ASSIGNMENT -
Exactly the lines from the opening of the data through the line containing "enum; parent nodes" should be reproduced, please, with nothing added.

Collected data:
= = = = = = =

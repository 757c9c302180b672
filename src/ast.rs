// Svelte template AST node types — based on the shapes produced by the
// Svelte compiler's `parse()`.
//
// ~25 node kinds representing markup, control blocks, meta tags, and the
// element families. Each node is a variant of the `Node` enum; parent nodes
// own their child fragments. Embedded script fragments are opaque
// `Expression` values rendered through the expression bridge.

use crate::expr::Expression;

/// Ordered sequence of sibling nodes with no wrapping element.
#[derive(Debug, Clone, PartialEq, Default)]
pub struct Fragment {
    pub nodes: Vec<Node>,
}

/// A parsed component: optional module/instance scripts plus the markup tree.
#[derive(Debug, Clone, PartialEq, Default)]
pub struct Root {
    pub module: Option<Script>,
    pub instance: Option<Script>,
    pub fragment: Fragment,
}

/// Scope of a `<script>` block.
#[derive(Debug, Clone, Copy, PartialEq, Eq)]
pub enum ScriptContext {
    Instance,
    Module,
}

/// A `<script>` block. The statement content is opaque to the printer and
/// rendered through the expression bridge.
#[derive(Debug, Clone, PartialEq)]
pub struct Script {
    pub context: ScriptContext,
    pub attributes: Vec<AttributeNode>,
    pub content: Expression,
}

// ---------------------------------------------------------------------------
// Markup nodes
// ---------------------------------------------------------------------------

/// Raw character data.
#[derive(Debug, Clone, PartialEq)]
pub struct Text {
    pub data: String,
}

/// HTML comment (`<!-- ... -->`). Whitespace-only comments print nothing.
#[derive(Debug, Clone, PartialEq)]
pub struct Comment {
    pub data: String,
}

/// Expression interpolation in text position (`{expression}`).
#[derive(Debug, Clone, PartialEq)]
pub struct ExpressionTag {
    pub expression: Expression,
}

/// `{@html expression}`.
#[derive(Debug, Clone, PartialEq)]
pub struct HtmlTag {
    pub expression: Expression,
}

/// `{@debug id1, id2}`; an empty identifier list prints bare `{@debug}`.
#[derive(Debug, Clone, PartialEq)]
pub struct DebugTag {
    pub identifiers: Vec<Expression>,
}

/// `{@const declaration}`. The declaration prints without the `const`
/// keyword or a trailing semicolon.
#[derive(Debug, Clone, PartialEq)]
pub struct ConstTag {
    pub declaration: Expression,
}

/// `{@render expression}`.
#[derive(Debug, Clone, PartialEq)]
pub struct RenderTag {
    pub expression: Expression,
}

// ---------------------------------------------------------------------------
// Element-like nodes
// ---------------------------------------------------------------------------

/// Element family. Determines self-closing eligibility and which reserved
/// tag the node prints as; the tag name itself lives on [`Element::name`].
#[derive(Debug, Clone, Copy, PartialEq, Eq)]
pub enum ElementKind {
    /// Plain HTML element (`<div>`).
    Regular,
    /// Capitalized component tag (`<Widget>`).
    Component,
    /// `<slot>`.
    Slot,
    /// `<title>` inside `<svelte:head>`.
    Title,
    /// `<svelte:self>`.
    SvelteSelf,
    /// `<svelte:window>`.
    SvelteWindow,
    /// `<svelte:document>`.
    SvelteDocument,
    /// `<svelte:body>`.
    SvelteBody,
    /// `<svelte:head>`.
    SvelteHead,
    /// `<svelte:element this={...}>`.
    SvelteElement,
    /// `<svelte:component this={...}>`.
    SvelteComponent,
    /// `<svelte:fragment>`.
    SvelteFragment,
}

impl ElementKind {
    /// Whether an empty node of this family prints as a single `<name/>` tag.
    /// Plain elements and `<title>` always print an explicit close tag (or
    /// none at all for void elements).
    pub fn self_closing_eligible(self) -> bool {
        !matches!(self, ElementKind::Regular | ElementKind::Title)
    }
}

/// HTML void elements: never given a closing tag, even with child content.
pub const VOID_ELEMENTS: [&str; 14] = [
    "area", "base", "br", "col", "embed", "hr", "img", "input", "link", "meta", "param", "source",
    "track", "wbr",
];

/// An element, component, slot, or reserved `svelte:*` tag.
#[derive(Debug, Clone, PartialEq)]
pub struct Element {
    pub kind: ElementKind,
    pub name: String,
    pub attributes: Vec<AttributeNode>,
    pub fragment: Fragment,
    /// Target expression for `<svelte:element this={...}>` and
    /// `<svelte:component this={...}>`.
    pub this: Option<Expression>,
}

impl Element {
    /// Whether this element's name is an HTML void element.
    pub fn is_void(&self) -> bool {
        VOID_ELEMENTS.contains(&self.name.as_str())
    }

    /// Whether this element prints as a single self-closed tag.
    pub fn self_closes(&self) -> bool {
        self.kind.self_closing_eligible() && self.fragment.nodes.is_empty()
    }
}

// ---------------------------------------------------------------------------
// Attributes and directives
// ---------------------------------------------------------------------------

/// Anything that can sit in an element's attribute position. These are
/// printed in order by the element printer, not visited by the traversal.
#[derive(Debug, Clone, PartialEq)]
pub enum AttributeNode {
    Attribute(Attribute),
    Spread(SpreadAttribute),
    Directive(Directive),
}

/// Plain `name`, `name="text"`, `name={expression}`, or `{name}` shorthand.
#[derive(Debug, Clone, PartialEq)]
pub struct Attribute {
    pub name: String,
    pub value: AttributeValue,
}

/// Value of a plain attribute.
#[derive(Debug, Clone, PartialEq)]
pub enum AttributeValue {
    /// Boolean presence (`disabled`).
    True,
    /// Literal text (`class="flex"`).
    Text(String),
    /// Embedded expression (`class={getClass()}`).
    Expression(Expression),
    /// `{name}` shorthand; always prints expanded as `name={name}`.
    Shorthand,
}

/// `{...expression}`.
#[derive(Debug, Clone, PartialEq)]
pub struct SpreadAttribute {
    pub expression: Expression,
}

/// Attribute-like construct with a semantic prefix (`on:`, `bind:`, ...).
#[derive(Debug, Clone, PartialEq)]
pub struct Directive {
    pub kind: DirectiveKind,
    pub name: String,
    /// Directive argument. `None` is the shorthand form; `bind:` and
    /// `class:` expand it to `={name}`, the other kinds print bare.
    pub expression: Option<Expression>,
}

/// Value of a `style:` directive, which accepts literal text in addition to
/// the usual expression/shorthand forms.
#[derive(Debug, Clone, PartialEq, Default)]
pub enum StyleValue {
    #[default]
    None,
    Text(String),
    Expression(Expression),
}

/// Directive family, determining the prefix token.
#[derive(Debug, Clone, PartialEq)]
pub enum DirectiveKind {
    /// `animate:name`.
    Animate,
    /// `bind:name`.
    Bind,
    /// `class:name`.
    Class,
    /// `let:name`.
    Let,
    /// `on:name`.
    On,
    /// `style:name`, with its own value slot.
    Style(StyleValue),
    /// `transition:` / `in:` / `out:` depending on the intro/outro flags.
    Transition { intro: bool, outro: bool },
    /// `use:name`.
    Use,
}

impl DirectiveKind {
    /// The prefix token this directive prints with. Intro-only transitions
    /// print `in:`, outro-only print `out:`, both-or-neither `transition:`.
    pub fn prefix(&self) -> &'static str {
        match self {
            DirectiveKind::Animate => "animate",
            DirectiveKind::Bind => "bind",
            DirectiveKind::Class => "class",
            DirectiveKind::Let => "let",
            DirectiveKind::On => "on",
            DirectiveKind::Style(_) => "style",
            DirectiveKind::Transition { intro: true, outro: false } => "in",
            DirectiveKind::Transition { intro: false, outro: true } => "out",
            DirectiveKind::Transition { .. } => "transition",
            DirectiveKind::Use => "use",
        }
    }
}

// ---------------------------------------------------------------------------
// Control blocks
// ---------------------------------------------------------------------------

/// `{#if}` / `{:else if}` / `{:else}` chain. An else-if continuation is an
/// `IfBlock` with `elseif: true` stored inside the parent's alternate.
#[derive(Debug, Clone, PartialEq)]
pub struct IfBlock {
    pub elseif: bool,
    pub test: Expression,
    pub consequent: Fragment,
    pub alternate: Option<Fragment>,
}

/// `{#each expression as context, index (key)}`. Binding, index alias, and
/// key expression are each independently optional.
#[derive(Debug, Clone, PartialEq)]
pub struct EachBlock {
    pub expression: Expression,
    pub context: Option<Expression>,
    pub index: Option<String>,
    pub key: Option<Expression>,
    pub body: Fragment,
}

/// `{#await}` with optional pending/then/catch regions.
#[derive(Debug, Clone, PartialEq)]
pub struct AwaitBlock {
    pub expression: Expression,
    pub value: Option<Expression>,
    pub error: Option<Expression>,
    pub pending: Option<Fragment>,
    pub then: Option<Fragment>,
    pub catch: Option<Fragment>,
}

/// `{#key expression}`.
#[derive(Debug, Clone, PartialEq)]
pub struct KeyBlock {
    pub expression: Expression,
    pub fragment: Fragment,
}

/// `{#snippet name(param1, param2)}`.
#[derive(Debug, Clone, PartialEq)]
pub struct SnippetBlock {
    pub expression: Expression,
    pub parameters: Vec<Expression>,
    pub body: Fragment,
}

// ---------------------------------------------------------------------------
// Node enum
// ---------------------------------------------------------------------------

/// A node in the template tree.
#[derive(Debug, Clone, PartialEq)]
pub enum Node {
    Fragment(Fragment),

    // Character data
    Text(Text),
    Comment(Comment),

    // Tags
    ExpressionTag(ExpressionTag),
    HtmlTag(HtmlTag),
    DebugTag(DebugTag),
    ConstTag(ConstTag),
    RenderTag(RenderTag),

    // Element-like
    Element(Element),

    // Control blocks
    IfBlock(IfBlock),
    EachBlock(EachBlock),
    AwaitBlock(AwaitBlock),
    KeyBlock(KeyBlock),
    SnippetBlock(SnippetBlock),
}

/// Fieldless discriminant used as the printer-registry key. Element families
/// stay distinct so a registry can override behavior per family.
#[derive(Debug, Clone, Copy, PartialEq, Eq, Hash)]
pub enum NodeKind {
    Fragment,
    Text,
    Comment,
    ExpressionTag,
    HtmlTag,
    DebugTag,
    ConstTag,
    RenderTag,
    RegularElement,
    Component,
    SlotElement,
    TitleElement,
    SvelteSelf,
    SvelteWindow,
    SvelteDocument,
    SvelteBody,
    SvelteHead,
    SvelteElement,
    SvelteComponent,
    SvelteFragment,
    IfBlock,
    EachBlock,
    AwaitBlock,
    KeyBlock,
    SnippetBlock,
}

impl NodeKind {
    /// Every known node kind, in dispatch-table order.
    pub const ALL: [NodeKind; 25] = [
        NodeKind::Fragment,
        NodeKind::Text,
        NodeKind::Comment,
        NodeKind::ExpressionTag,
        NodeKind::HtmlTag,
        NodeKind::DebugTag,
        NodeKind::ConstTag,
        NodeKind::RenderTag,
        NodeKind::RegularElement,
        NodeKind::Component,
        NodeKind::SlotElement,
        NodeKind::TitleElement,
        NodeKind::SvelteSelf,
        NodeKind::SvelteWindow,
        NodeKind::SvelteDocument,
        NodeKind::SvelteBody,
        NodeKind::SvelteHead,
        NodeKind::SvelteElement,
        NodeKind::SvelteComponent,
        NodeKind::SvelteFragment,
        NodeKind::IfBlock,
        NodeKind::EachBlock,
        NodeKind::AwaitBlock,
        NodeKind::KeyBlock,
        NodeKind::SnippetBlock,
    ];

    /// The node-type tag the Svelte parser uses for this kind. Used to name
    /// the offending construct in errors.
    pub fn name(self) -> &'static str {
        match self {
            NodeKind::Fragment => "Fragment",
            NodeKind::Text => "Text",
            NodeKind::Comment => "Comment",
            NodeKind::ExpressionTag => "ExpressionTag",
            NodeKind::HtmlTag => "HtmlTag",
            NodeKind::DebugTag => "DebugTag",
            NodeKind::ConstTag => "ConstTag",
            NodeKind::RenderTag => "RenderTag",
            NodeKind::RegularElement => "RegularElement",
            NodeKind::Component => "Component",
            NodeKind::SlotElement => "SlotElement",
            NodeKind::TitleElement => "TitleElement",
            NodeKind::SvelteSelf => "SvelteSelf",
            NodeKind::SvelteWindow => "SvelteWindow",
            NodeKind::SvelteDocument => "SvelteDocument",
            NodeKind::SvelteBody => "SvelteBody",
            NodeKind::SvelteHead => "SvelteHead",
            NodeKind::SvelteElement => "SvelteElement",
            NodeKind::SvelteComponent => "SvelteComponent",
            NodeKind::SvelteFragment => "SvelteFragment",
            NodeKind::IfBlock => "IfBlock",
            NodeKind::EachBlock => "EachBlock",
            NodeKind::AwaitBlock => "AwaitBlock",
            NodeKind::KeyBlock => "KeyBlock",
            NodeKind::SnippetBlock => "SnippetBlock",
        }
    }
}

impl From<ElementKind> for NodeKind {
    fn from(kind: ElementKind) -> Self {
        match kind {
            ElementKind::Regular => NodeKind::RegularElement,
            ElementKind::Component => NodeKind::Component,
            ElementKind::Slot => NodeKind::SlotElement,
            ElementKind::Title => NodeKind::TitleElement,
            ElementKind::SvelteSelf => NodeKind::SvelteSelf,
            ElementKind::SvelteWindow => NodeKind::SvelteWindow,
            ElementKind::SvelteDocument => NodeKind::SvelteDocument,
            ElementKind::SvelteBody => NodeKind::SvelteBody,
            ElementKind::SvelteHead => NodeKind::SvelteHead,
            ElementKind::SvelteElement => NodeKind::SvelteElement,
            ElementKind::SvelteComponent => NodeKind::SvelteComponent,
            ElementKind::SvelteFragment => NodeKind::SvelteFragment,
        }
    }
}

impl Node {
    /// The discriminant used for printer dispatch.
    pub fn kind(&self) -> NodeKind {
        match self {
            Node::Fragment(_) => NodeKind::Fragment,
            Node::Text(_) => NodeKind::Text,
            Node::Comment(_) => NodeKind::Comment,
            Node::ExpressionTag(_) => NodeKind::ExpressionTag,
            Node::HtmlTag(_) => NodeKind::HtmlTag,
            Node::DebugTag(_) => NodeKind::DebugTag,
            Node::ConstTag(_) => NodeKind::ConstTag,
            Node::RenderTag(_) => NodeKind::RenderTag,
            Node::Element(el) => el.kind.into(),
            Node::IfBlock(_) => NodeKind::IfBlock,
            Node::EachBlock(_) => NodeKind::EachBlock,
            Node::AwaitBlock(_) => NodeKind::AwaitBlock,
            Node::KeyBlock(_) => NodeKind::KeyBlock,
            Node::SnippetBlock(_) => NodeKind::SnippetBlock,
        }
    }
}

= = = = = = =

WRITTEN REPLY -
repository 757c9c302180b672
filename src/ast.rs
// Svelte template AST node types — based on the shapes produced by the
// Svelte compiler's `parse()`.
//
// ~25 node kinds representing markup, control blocks, meta tags, and the
// element families. Each node is a variant of the `Node` enum; parent nodes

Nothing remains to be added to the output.